The real-time revolution is here, but not evenly distributed.

The real-time revolution is here, but not evenly distributed.

real-time technology

If you’ve been keeping up with the latest trends in technology and attending conferences or reading analyst reports, you might get the impression that real time is now an integral part of every organization. It seems like everyone is able to sense and respond to events in milliseconds. However, the reality is quite different. Real time is still a work in progress, but there are good reasons why there is a hunger for it.

Real-time technology is the backbone of many exciting innovations such as artificial intelligence, predictive analytics, embedded systems, streaming apps, real-time location monitoring, and alert systems. These technologies rely on real-time capabilities to function effectively. However, industry surveys show that real-time capabilities are still a dream rather than a reality for many organizations.

For example, in supply chain management, executives actively seek real-time shipment visibility, but only a quarter of them currently have access to it. Similarly, a survey by Unisphere Research and ChaosSearch reveals that only 23% of enterprises have information available to end-users in real time. So, why is real time still a work in progress?

According to Nick Amabile, CEO of DAS42, not every business requires real-time data. It depends on whether the requirement is operational or analytical. Operational systems, such as information security monitoring, logistics, marketing personalization, and fraud detection, benefit from real-time data. However, analytical use cases can have some degree of latency. While user-facing reporting may need to be real-time, executive reporting can be hours old.

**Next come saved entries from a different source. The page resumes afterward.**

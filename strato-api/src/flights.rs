use crate::error::AppError;
use crate::state::AppState;
use axum::{extract::State, Json};
use chrono::{Days, NaiveDate, Utc};
use serde::{Deserialize, Serialize};
use strato_core::{sort_offers, CabinClass, FlightOffer, SearchQuery, SortKey};

// ============================================================================
// Request/Response Types
// ============================================================================

#[derive(Debug, Deserialize)]
pub struct SearchRequest {
    pub origin: String,
    pub destination: String,
    /// Defaults to tomorrow when absent, matching the search form.
    pub date: Option<NaiveDate>,
    pub cabin_class: Option<CabinClass>,
    pub passengers: Option<u32>,
}

#[derive(Debug, Serialize)]
pub struct SearchResponse {
    pub count: usize,
    pub live_data: bool,
    pub offers: Vec<FlightOffer>,
}

#[derive(Debug, Deserialize)]
pub struct SortRequest {
    pub key: SortKey,
}

// ============================================================================
// Handlers
// ============================================================================

/// POST /v1/flights/search
///
/// Runs the flight-candidate pipeline. An invalid route is the empty-result
/// state, not an error. A result superseded by a newer search is returned to
/// its caller but does not overwrite the displayed list.
pub async fn search_flights(
    State(state): State<AppState>,
    Json(req): Json<SearchRequest>,
) -> Result<Json<SearchResponse>, AppError> {
    let date = req
        .date
        .unwrap_or_else(|| Utc::now().date_naive() + Days::new(1));
    let query = SearchQuery {
        origin: req.origin,
        destination: req.destination,
        date,
        cabin: req.cabin_class.unwrap_or_default(),
        passengers: req.passengers.unwrap_or(1),
    };

    let generation = state.pipeline.begin_search();
    let offers = state.pipeline.search(&query).await;

    if state.pipeline.is_current(generation) {
        *state.display.lock().await = offers.clone();
    } else {
        tracing::debug!(generation, "search superseded, not displayed");
    }

    Ok(Json(SearchResponse {
        count: offers.len(),
        live_data: offers.first().is_some_and(|o| o.source.is_live()),
        offers,
    }))
}

/// POST /v1/flights/sort
///
/// Re-orders the displayed list in place. Cache entries keep their original
/// order.
pub async fn sort_flights(
    State(state): State<AppState>,
    Json(req): Json<SortRequest>,
) -> Result<Json<Vec<FlightOffer>>, AppError> {
    let mut display = state.display.lock().await;
    sort_offers(&mut display, req.key);
    Ok(Json(display.clone()))
}

/// GET /v1/flights/last
pub async fn last_results(
    State(state): State<AppState>,
) -> Result<Json<Vec<FlightOffer>>, AppError> {
    Ok(Json(state.display.lock().await.clone()))
}
use crate::app_config::Config;
use std::sync::Arc;
use std::time::Duration;
use strato_core::FlightOffer;
use strato_gesture::{
    dispatch::{navigate_bindings, scroll_bindings},
    GesturePipeline, GestureVocabulary, PresentationSink,
};
use strato_offer::{
    FareQuote, PositionFeedProvider, ScheduleProvider, ScheduleSynthesizer, SearchPipeline,
    SourcingProvider,
};

/// Presentation sink for a headless deployment: actions are logged and the
/// latest status line is kept for the status endpoint. The real presentation
/// layer consumes the dispatched actions from the frame response.
#[derive(Default)]
pub struct StatusSink {
    last_status: std::sync::Mutex<String>,
}

impl StatusSink {
    pub fn last_status(&self) -> String {
        self.last_status.lock().map(|s| s.clone()).unwrap_or_default()
    }
}

impl PresentationSink for StatusSink {
    fn show_gesture_status(&self, text: &str) {
        if let Ok(mut status) = self.last_status.lock() {
            *status = text.to_string();
        }
    }

    fn scroll_page(&self, delta_px: i32) {
        tracing::debug!(delta_px, "scroll page");
    }

    fn scroll_results(&self, delta_px: i32) {
        tracing::debug!(delta_px, "scroll results");
    }

    fn reset_search(&self) {
        tracing::debug!("reset search form");
    }

    fn show_overlay(&self, text: &str, duration_ms: u64) {
        tracing::debug!(text, duration_ms, "show overlay");
    }
}

#[derive(Clone)]
pub struct AppState {
    pub pipeline: Arc<SearchPipeline>,
    /// The currently displayed result list; re-sorting acts on this copy,
    /// never on cached entries.
    pub display: Arc<tokio::sync::Mutex<Vec<FlightOffer>>>,
    pub gestures: Arc<tokio::sync::Mutex<GesturePipeline>>,
    pub sink: Arc<StatusSink>,
}

/// Wire the sourcing tier chain and the gesture pipeline from configuration.
pub fn build_state(config: &Config) -> AppState {
    let fares = FareQuote::default();
    let synthesizer = ScheduleSynthesizer::new(fares.clone());

    let mut providers: Vec<Box<dyn SourcingProvider>> = Vec::new();
    if config.sourcing.live_data {
        providers.push(Box::new(PositionFeedProvider::new(
            config.sourcing.position_feed_url.clone(),
            config.sourcing.fetch_proxy.clone(),
            synthesizer.clone(),
        )));
        if let Some(key) = config
            .sourcing
            .schedule_access_key
            .as_ref()
            .filter(|k| !k.is_empty())
        {
            providers.push(Box::new(ScheduleProvider::new(
                config.sourcing.schedule_api_url.clone(),
                config.sourcing.fetch_proxy.clone(),
                key.clone(),
                fares.clone(),
            )));
        }
    }

    let vocabulary = GestureVocabulary::by_name(&config.gesture.vocabulary)
        .unwrap_or_else(GestureVocabulary::scroll);
    let bindings = if config.gesture.vocabulary == "navigate" {
        navigate_bindings()
    } else {
        scroll_bindings()
    };

    let gestures = GesturePipeline::new(
        vocabulary,
        bindings,
        Duration::from_millis(config.gesture.debounce_ms),
        config.gesture.frame_stride,
    );

    AppState {
        pipeline: Arc::new(SearchPipeline::new(providers, synthesizer)),
        display: Arc::new(tokio::sync::Mutex::new(Vec::new())),
        gestures: Arc::new(tokio::sync::Mutex::new(gestures)),
        sink: Arc::new(StatusSink::default()),
    }
}
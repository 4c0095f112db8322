use std::net::SocketAddr;
use strato_api::{app, app_config::Config, build_state};
use tracing_subscriber::{layer::SubscriberExt, util::SubscriberInitExt};

#[tokio::main]
async fn main() {
    tracing_subscriber::registry()
        .with(
            tracing_subscriber::EnvFilter::try_from_default_env()
                .unwrap_or_else(|_| "strato_api=debug,tower_http=debug,axum::rejection=trace".into()),
        )
        .with(tracing_subscriber::fmt::layer())
        .init();

    let config = Config::load().expect("Failed to load config");
    tracing::info!(
        "Starting Strato API on port {} (live sourcing: {})",
        config.server.port,
        config.sourcing.live_data
    );

    let state = build_state(&config);
    let app = app(state);

    let addr = SocketAddr::from(([0, 0, 0, 0], config.server.port));
    tracing::info!("Listening on {}", addr);

    let listener = tokio::net::TcpListener::bind(addr).await.unwrap();
    axum::serve(listener, app).await.unwrap();
}
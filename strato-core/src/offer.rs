use chrono::NaiveDate;
use serde::{Deserialize, Serialize};
use uuid::Uuid;

/// Where an offer's data came from.
#[derive(Debug, Clone, Copy, PartialEq, Eq, Serialize, Deserialize)]
#[serde(rename_all = "SCREAMING_SNAKE_CASE")]
pub enum OfferSource {
    /// Fully fabricated schedule and fare.
    Synthesized,
    /// Synthesized schedule wearing a live callsign from the position feed.
    PositionFeed,
    /// Mapped from a schedule-provider record.
    ScheduleProvider,
}

impl OfferSource {
    /// Whether any part of the offer was sourced from a live feed.
    pub fn is_live(&self) -> bool {
        !matches!(self, OfferSource::Synthesized)
    }
}

/// A single flight candidate shown to the user. Immutable once created;
/// ordering within a result set is a display concern, not a field.
#[derive(Debug, Clone, Serialize, Deserialize)]
pub struct FlightOffer {
    pub id: Uuid,
    pub airline: String,
    pub flight_number: String,
    pub origin: String,
    pub destination: String,
    /// Local display time, "HH:MM".
    pub depart_time: String,
    /// Local display time, "HH:MM", wrapped at midnight.
    pub arrive_time: String,
    /// Display duration, "Xh Ym".
    pub duration: String,
    pub stops: u32,
    /// Whole currency units (USD).
    pub price: i64,
    pub date: NaiveDate,
    pub source: OfferSource,
}

impl FlightOffer {
    #[allow(clippy::too_many_arguments)]
    pub fn new(
        airline: String,
        flight_number: String,
        origin: String,
        destination: String,
        depart_time: String,
        arrive_time: String,
        duration: String,
        stops: u32,
        price: i64,
        date: NaiveDate,
        source: OfferSource,
    ) -> Self {
        Self {
            id: Uuid::new_v4(),
            airline,
            flight_number,
            origin,
            destination,
            depart_time,
            arrive_time,
            duration,
            stops,
            price,
            date,
            source,
        }
    }

    /// Leading whole-hour count parsed from the display duration.
    pub fn duration_hours(&self) -> i64 {
        self.duration
            .split('h')
            .next()
            .and_then(|h| h.trim().parse().ok())
            .unwrap_or(0)
    }
}

/// Format minutes past midnight as a wrapped "HH:MM" display time.
pub fn format_clock(minutes_past_midnight: i64) -> String {
    let m = minutes_past_midnight.rem_euclid(24 * 60);
    format!("{:02}:{:02}", m / 60, m % 60)
}

/// Format a duration in minutes as "Xh Ym".
pub fn format_duration(minutes: i64) -> String {
    format!("{}h {}m", minutes / 60, minutes % 60)
}

/// Sort key for the result-ordering facility.
#[derive(Debug, Clone, Copy, PartialEq, Eq, Serialize, Deserialize)]
#[serde(rename_all = "lowercase")]
pub enum SortKey {
    Price,
    Duration,
    Airline,
}

/// Re-order a displayed result list in place. Acts on the display copy only;
/// cached lists keep their original order.
pub fn sort_offers(offers: &mut [FlightOffer], key: SortKey) {
    match key {
        SortKey::Price => offers.sort_by_key(|o| o.price),
        SortKey::Duration => offers.sort_by_key(|o| o.duration_hours()),
        SortKey::Airline => offers.sort_by(|a, b| a.airline.cmp(&b.airline)),
    }
}

#[cfg(test)]
mod tests {
    use super::*;

    fn offer(airline: &str, price: i64, duration: &str) -> FlightOffer {
        FlightOffer::new(
            airline.into(),
            "ST1000".into(),
            "LAX".into(),
            "LHR".into(),
            "08:15".into(),
            "18:40".into(),
            duration.into(),
            0,
            price,
            NaiveDate::from_ymd_opt(2025, 6, 1).unwrap(),
            OfferSource::Synthesized,
        )
    }

    #[test]
    fn test_clock_wraps_at_midnight() {
        assert_eq!(format_clock(23 * 60 + 30 + 130), "01:40");
        assert_eq!(format_clock(0), "00:00");
        assert_eq!(format_clock(24 * 60), "00:00");
        assert_eq!(format_clock(6 * 60 + 5), "06:05");
    }

    #[test]
    fn test_duration_roundtrip() {
        assert_eq!(format_duration(443), "7h 23m");
        assert_eq!(offer("Delta", 100, "7h 23m").duration_hours(), 7);
        assert_eq!(offer("Delta", 100, "11h 0m").duration_hours(), 11);
        // Malformed durations sort first rather than panicking.
        assert_eq!(offer("Delta", 100, "??").duration_hours(), 0);
    }

    #[test]
    fn test_sort_keys() {
        let mut offers = vec![
            offer("United", 900, "11h 5m"),
            offer("American", 400, "9h 20m"),
            offer("Delta", 700, "7h 45m"),
        ];

        sort_offers(&mut offers, SortKey::Price);
        assert_eq!(offers[0].price, 400);
        assert_eq!(offers[2].price, 900);

        sort_offers(&mut offers, SortKey::Duration);
        assert_eq!(offers[0].duration, "7h 45m");

        sort_offers(&mut offers, SortKey::Airline);
        assert_eq!(offers[0].airline, "American");
        assert_eq!(offers[2].airline, "United");
    }

    #[test]
    fn test_source_tagging() {
        assert!(!OfferSource::Synthesized.is_live());
        assert!(OfferSource::PositionFeed.is_live());
        assert!(OfferSource::ScheduleProvider.is_live());
    }
}
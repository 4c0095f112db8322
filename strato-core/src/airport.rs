use serde::Serialize;

/// Static airport reference row. Loaded once at startup, never mutated.
#[derive(Debug, Clone, Serialize)]
pub struct Airport {
    pub code: &'static str,
    pub name: &'static str,
    pub city: &'static str,
    pub lat: f64,
    pub lon: f64,
    pub icao: &'static str,
}

const AIRPORTS: &[Airport] = &[
    Airport { code: "JFK", name: "New York JFK", city: "New York", lat: 40.6413, lon: -73.7781, icao: "KJFK" },
    Airport { code: "LAX", name: "Los Angeles", city: "Los Angeles", lat: 33.9416, lon: -118.4085, icao: "KLAX" },
    Airport { code: "ORD", name: "Chicago O'Hare", city: "Chicago", lat: 41.9742, lon: -87.9073, icao: "KORD" },
    Airport { code: "LHR", name: "London Heathrow", city: "London", lat: 51.4700, lon: -0.4543, icao: "EGLL" },
    Airport { code: "CDG", name: "Paris Charles de Gaulle", city: "Paris", lat: 49.0097, lon: 2.5479, icao: "LFPG" },
    Airport { code: "FCO", name: "Rome Fiumicino", city: "Rome", lat: 41.8003, lon: 12.2389, icao: "LIRF" },
];

/// Lookup over the fixed airport table.
#[derive(Debug, Clone, Copy, Default)]
pub struct AirportTable;

impl AirportTable {
    pub fn get(&self, code: &str) -> Option<&'static Airport> {
        AIRPORTS.iter().find(|a| a.code.eq_ignore_ascii_case(code))
    }

    pub fn all(&self) -> &'static [Airport] {
        AIRPORTS
    }

    pub fn contains(&self, code: &str) -> bool {
        self.get(code).is_some()
    }

    /// As [`get`](Self::get), surfacing a miss as an error for callers that
    /// require both endpoints to resolve.
    pub fn resolve(&self, code: &str) -> crate::CoreResult<&'static Airport> {
        self.get(code)
            .ok_or_else(|| crate::CoreError::UnknownAirport(code.to_string()))
    }
}

/// Great-circle distance in statute miles, rounded to the nearest mile.
pub fn haversine_miles(from: &Airport, to: &Airport) -> f64 {
    const EARTH_RADIUS_MILES: f64 = 3959.0;

    let d_lat = (to.lat - from.lat).to_radians();
    let d_lon = (to.lon - from.lon).to_radians();

    let a = (d_lat / 2.0).sin().powi(2)
        + from.lat.to_radians().cos() * to.lat.to_radians().cos() * (d_lon / 2.0).sin().powi(2);
    let c = 2.0 * a.sqrt().atan2((1.0 - a).sqrt());

    (EARTH_RADIUS_MILES * c).round()
}

#[cfg(test)]
mod tests {
    use super::*;

    #[test]
    fn test_lookup_is_case_insensitive() {
        let table = AirportTable;
        assert_eq!(table.get("lax").unwrap().code, "LAX");
        assert_eq!(table.get("LHR").unwrap().city, "London");
        assert!(table.get("ZZZ").is_none());
    }

    #[test]
    fn test_resolve_reports_unknown_code() {
        let table = AirportTable;
        assert_eq!(table.resolve("CDG").unwrap().city, "Paris");

        match table.resolve("ZZZ") {
            Err(crate::CoreError::UnknownAirport(code)) => assert_eq!(code, "ZZZ"),
            other => panic!("expected UnknownAirport, got {other:?}"),
        }
    }

    #[test]
    fn test_transatlantic_distance() {
        let table = AirportTable;
        let jfk = table.get("JFK").unwrap();
        let lhr = table.get("LHR").unwrap();

        let miles = haversine_miles(jfk, lhr);
        // JFK-LHR is roughly 3,450 statute miles.
        assert!((3400.0..3500.0).contains(&miles), "got {miles}");
        // Symmetric and zero on the diagonal.
        assert_eq!(miles, haversine_miles(lhr, jfk));
        assert_eq!(haversine_miles(jfk, jfk), 0.0);
    }
}
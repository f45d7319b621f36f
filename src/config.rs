use std::error::Error;
use std::fmt;
use std::net::{IpAddr, Ipv4Addr, SocketAddr};
use std::path::PathBuf;
use url::Url;

const DEFAULT_PORT: u16 = 8080;

#[derive(Debug)]
pub enum ConfigError {
    Missing(&'static str),
    Invalid { name: &'static str, reason: String },
}

impl fmt::Display for ConfigError {
    fn fmt(&self, f: &mut fmt::Formatter<'_>) -> fmt::Result {
        match self {
            ConfigError::Missing(name) => write!(f, "{} environment variable is required", name),
            ConfigError::Invalid { name, reason } => {
                write!(f, "{} environment variable is invalid: {}", name, reason)
            }
        }
    }
}

impl Error for ConfigError {}

#[derive(Debug, Clone)]
pub struct BotConfig {
    pub bot_token: String,
    /// public URL Telegram posts updates to, its path is served locally
    pub webhook_url: Url,
    pub webhook_secret: Option<String>,
    pub bind_addr: SocketAddr,
    /// memory store is used when unset
    pub database_url: Option<String>,
    /// overrides the embedded catalogs
    pub locales_dir: Option<PathBuf>,
}

impl BotConfig {
    pub fn from_env() -> Result<Self, ConfigError> {
        Self::from_vars(|name| std::env::var(name).ok())
    }

    /// builds the config from any variable source, empty values count as unset
    pub fn from_vars(lookup: impl Fn(&str) -> Option<String>) -> Result<Self, ConfigError> {
        let var = |name: &str| lookup(name).filter(|value| !value.trim().is_empty());

        let bot_token = var("BOT_TOKEN").ok_or(ConfigError::Missing("BOT_TOKEN"))?;

        let webhook_url = var("WEBHOOK_URL").ok_or(ConfigError::Missing("WEBHOOK_URL"))?;
        let webhook_url = Url::parse(&webhook_url).map_err(|e| ConfigError::Invalid {
            name: "WEBHOOK_URL",
            reason: e.to_string(),
        })?;
        if webhook_url.scheme() != "https" {
            return Err(ConfigError::Invalid {
                name: "WEBHOOK_URL",
                reason: "Telegram only delivers webhooks over https".to_string(),
            });
        }

        let host = match var("BIND_ADDR") {
            Some(addr) => addr.parse::<IpAddr>().map_err(|e| ConfigError::Invalid {
                name: "BIND_ADDR",
                reason: e.to_string(),
            })?,
            None => IpAddr::V4(Ipv4Addr::UNSPECIFIED),
        };
        let port = match var("PORT") {
            Some(port) => port.parse::<u16>().map_err(|e| ConfigError::Invalid {
                name: "PORT",
                reason: e.to_string(),
            })?,
            None => DEFAULT_PORT,
        };

        Ok(Self {
            bot_token,
            webhook_url,
            webhook_secret: var("WEBHOOK_SECRET"),
            bind_addr: SocketAddr::new(host, port),
            database_url: var("DATABASE_URL"),
            locales_dir: var("LOCALES_DIR").map(PathBuf::from),
        })
    }

    /// local route for updates, taken from the webhook URL
    pub fn webhook_path(&self) -> String {
        match self.webhook_url.path() {
            "" => "/".to_string(),
            path => path.to_string(),
        }
    }
}
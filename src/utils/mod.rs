pub mod duration;
pub mod message_formatter;

pub use message_formatter::MessageFormatter;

Making the move to real time can be a complex and expensive endeavor. Tyson Trautmann, VP of engineering for Fauna, explains that larger organizations and technology-centric industries often have the infrastructure to handle real-time data. However, this infrastructure is often built on top of legacy systems that were not designed for real-time capabilities, creating a high operational burden. Therefore, organizations need to weigh the benefits of moving from batch processing to true real-time.

In addition to infrastructure challenges, data quality and trust are crucial when dealing with real-time data. With less time to clean and prepare the data, decisions can be based on incomplete or inaccurate information, leading to poor outcomes. Sam Pierson, senior vice president at Qlik, emphasizes the importance of a strong data strategy and infrastructure to ensure that valid and trusted data is used in real time.

Despite the challenges, there are tools and platforms available that make real time more accessible. Cloud service providers like Amazon Web Services, Google Cloud, and Microsoft Azure offer managed services tailored for real-time processing. Distributed, in-memory, and time-series databases have also emerged to address the need for efficient real-time data workloads. Open-source offerings such as Apache Kafka, Apache Flink, and Apache Storm have enriched the real-time data processing ecosystem.

Furthermore, advancements in edge computing and the potential of 5G technology for lower latency and higher data handling capabilities have opened new frontiers for real-time applications. However, the adoption of real-time data infrastructure is still unevenly distributed across different industries, and complexities arise from the multitude of data management technologies and cloud providers, as well as governance and privacy regulations.

In conclusion, while real time is still a work in progress for many organizations, there is a growing demand for its capabilities. Businesses need to carefully evaluate their operational and analytical needs before investing in real-time systems. With the availability of tools and platforms, even smaller or medium-sized organizations with limited budgets can take advantage of real-time capabilities. Real time may not be necessary for every use case, but when implemented effectively, it can provide valuable insights and improve decision-making processes.